文摘Background: The key mechanism of functional mitral regurgitation (FMR) in cardiomyopathy is leaflet tethering caused by displacement of the papillary muscles (PM) due to left ventricular dilatation. The attendant remodeling process is characterized by intraventricular widening between both PM. Recently, surgical ventricular restoration (SVR) has been proposed as a technique to reduce leaflet tethering by improving ventricular geometry. However, it is unknown how SVR improve FMR. Methods and Results: From 2003 to 2010, we surgically treated FMR in 100 patients with idiopathic dilated cardiomyopahy (DCM) or ischemic cardiomyopathy (ICM). Of those, we performed posterior wall exclusion procedures by either resection (the Batista procedure, n = 13) or plication (n = 19) to approximate papillary muscle distance in a total of 32 patients (DCM in 17, ICM in 15), and these patients formed the cohort of this study.

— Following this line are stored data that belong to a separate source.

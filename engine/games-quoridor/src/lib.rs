//! Quoridor game implementation for the search engine
//!
//! Two players race their pawns across an `n x n` grid. On each turn a player
//! either moves their pawn or places a two-cell wall, with the constraint that
//! a wall may never cut either player off from their goal row.
//!
//! # Board Layout
//!
//! North is `+y`. Player One starts at `(n/2, 0)` and races to row `n-1`;
//! player Two starts at `(n/2, n-1)` and races to row `0`.
//!
//! ```text
//! y=4   .   .   2   .   .      <- One's goal row
//! y=3   .   .   .   .   .
//! y=2   .   .   .   .   .
//! y=1   .   .   .   .   .
//! y=0   .   .   1   .   .      <- Two's goal row
//!      x=0  1   2   3   4
//! ```
//!
//! # Frames
//!
//! Through the [`Game`] trait, actions are expressed in the acting player's
//! canonical frame: for One the board as-is, for Two the board rotated by
//! 180 degrees with the roles swapped. Callers can pick an action on
//! `canonical_view(state, player)` and pass it straight to `next_state`.
//!
//! # Usage
//!
//! ```rust
//! use engine_core::{Game, Player};
//! use games_quoridor::Quoridor;
//!
//! let game = Quoridor::new(9).unwrap();
//! let state = game.initial_state();
//! let (state, next) = game.next_state(&state, Player::One, 0).unwrap();
//! assert_eq!(next, Player::Two);
//! assert_eq!(state.ply(), 1);
//! ```

pub mod action;
pub mod board;
pub mod error;
pub mod heuristic;
pub mod observation;
pub mod pathfind;
pub mod symmetry;
pub mod walls;

pub use action::{ActionCodec, Diagonal, Direction, Move, Orientation, PAWN_ACTIONS};
pub use board::{
    default_max_plies, default_walls_per_player, Board, MAX_BOARD_SIZE, MIN_BOARD_SIZE,
};
pub use error::{QuoridorError, WallRejection};
pub use heuristic::PathDistanceEvaluator;
pub use pathfind::Pathfinder;
pub use symmetry::{make_canonical, mirror_action, rotate_action, symmetric_forms};
pub use walls::{Cell, WallGrid};

use engine_config::GameConfig;
use engine_core::{Game, GameResult, Player};
use tracing::debug;

/// Quoridor rules for one board size
#[derive(Debug, Clone)]
pub struct Quoridor {
    initial: Board,
    codec: ActionCodec,
}

impl Quoridor {
    /// Game on an `n x n` board with default inventories and ply limit
    pub fn new(board_size: usize) -> Result<Self, QuoridorError> {
        Ok(Self::from_board(Board::new(board_size)?))
    }

    /// Game with explicit wall inventory and ply limit
    pub fn with_limits(
        board_size: usize,
        walls_per_player: usize,
        max_plies: usize,
    ) -> Result<Self, QuoridorError> {
        Ok(Self::from_board(Board::with_limits(
            board_size,
            walls_per_player,
            max_plies,
        )?))
    }

    /// Build from the `[game]` config section. Zero inventory or ply limit
    /// means "derive from the board size".
    pub fn from_config(config: &GameConfig) -> Result<Self, QuoridorError> {
        let n = config.board_size;
        let walls = match config.walls_per_player {
            0 => default_walls_per_player(n),
            w => w,
        };
        let max_plies = match config.max_plies {
            0 => default_max_plies(n),
            p => p,
        };
        debug!(
            board_size = n,
            walls_per_player = walls,
            max_plies,
            "Configuring Quoridor"
        );
        Self::with_limits(n, walls, max_plies)
    }

    fn from_board(initial: Board) -> Self {
        Self {
            codec: initial.codec(),
            initial,
        }
    }

    pub fn board_size(&self) -> usize {
        self.initial.size()
    }

    pub fn codec(&self) -> &ActionCodec {
        &self.codec
    }
}

impl Game for Quoridor {
    type State = Board;
    type Fingerprint = Board;
    type Error = QuoridorError;

    fn action_size(&self) -> usize {
        self.codec.action_size()
    }

    fn initial_state(&self) -> Board {
        self.initial
    }

    fn next_state(
        &self,
        state: &Board,
        player: Player,
        action: usize,
    ) -> Result<(Board, Player), QuoridorError> {
        let size = self.action_size();
        if action >= size {
            return Err(QuoridorError::ActionOutOfRange { action, size });
        }
        if state.is_terminal() {
            return Err(QuoridorError::GameOver);
        }
        if player != state.to_move() {
            return Err(QuoridorError::NotPlayersTurn {
                player,
                to_move: state.to_move(),
            });
        }
        let canonical = make_canonical(state, player);
        let next = canonical.apply_action(Player::One, action)?;
        Ok((make_canonical(&next, player), player.opponent()))
    }

    fn legal_action_mask(&self, state: &Board, player: Player) -> Vec<bool> {
        make_canonical(state, player).legal_action_mask(Player::One)
    }

    fn result(&self, state: &Board, player: Player) -> GameResult {
        state.outcome(player)
    }

    fn canonical_view(&self, state: &Board, player: Player) -> Board {
        make_canonical(state, player)
    }

    fn fingerprint(&self, state: &Board) -> Board {
        *state
    }

    fn symmetries(&self, state: &Board, policy: &[f32]) -> Vec<(Board, Vec<f32>)> {
        symmetric_forms(state, policy)
    }
}
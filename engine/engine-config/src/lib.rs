//! Centralized configuration loading from config.toml.
//!
//! This crate provides configuration structs and loading logic shared
//! across the game engine and the search.
//!
//! # Configuration Priority
//!
//! Settings are loaded with the following priority (highest to lowest):
//! 1. Environment variables (`QUORIDOR_<SECTION>_<KEY>`)
//! 2. config.toml file
//! 3. Built-in defaults
//!
//! # Environment Variable Override Pattern
//!
//! ```text
//! QUORIDOR_<SECTION>_<KEY>=value
//!
//! Examples:
//!     QUORIDOR_GAME_BOARD_SIZE=5
//!     QUORIDOR_MCTS_NUM_SIMULATIONS=400
//!     QUORIDOR_MCTS_REUSE_TREE=false
//! ```

mod defaults;
mod loader;
mod structs;

pub use defaults::*;
pub use loader::{apply_env_overrides, load_config, load_from_path, CONFIG_SEARCH_PATHS};
pub use structs::*;

#[cfg(test)]
mod tests;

There were two 30-day mortalities (6.3%). There was no significant change in left ventricular ejection fraction, however, the size of the left ventricle, degree of MR, tethering height and distance of PM significantly decreased after operation and well maintained at the mean follow up of 3.3 ± 2.1 years. Conclusions: Posterior wall resection or plication with PM approximation provides excellent reduction of leaflet tethering and MR. Thus, reduction of PM distance may be helpful to treat FMR due to leaflet tethering.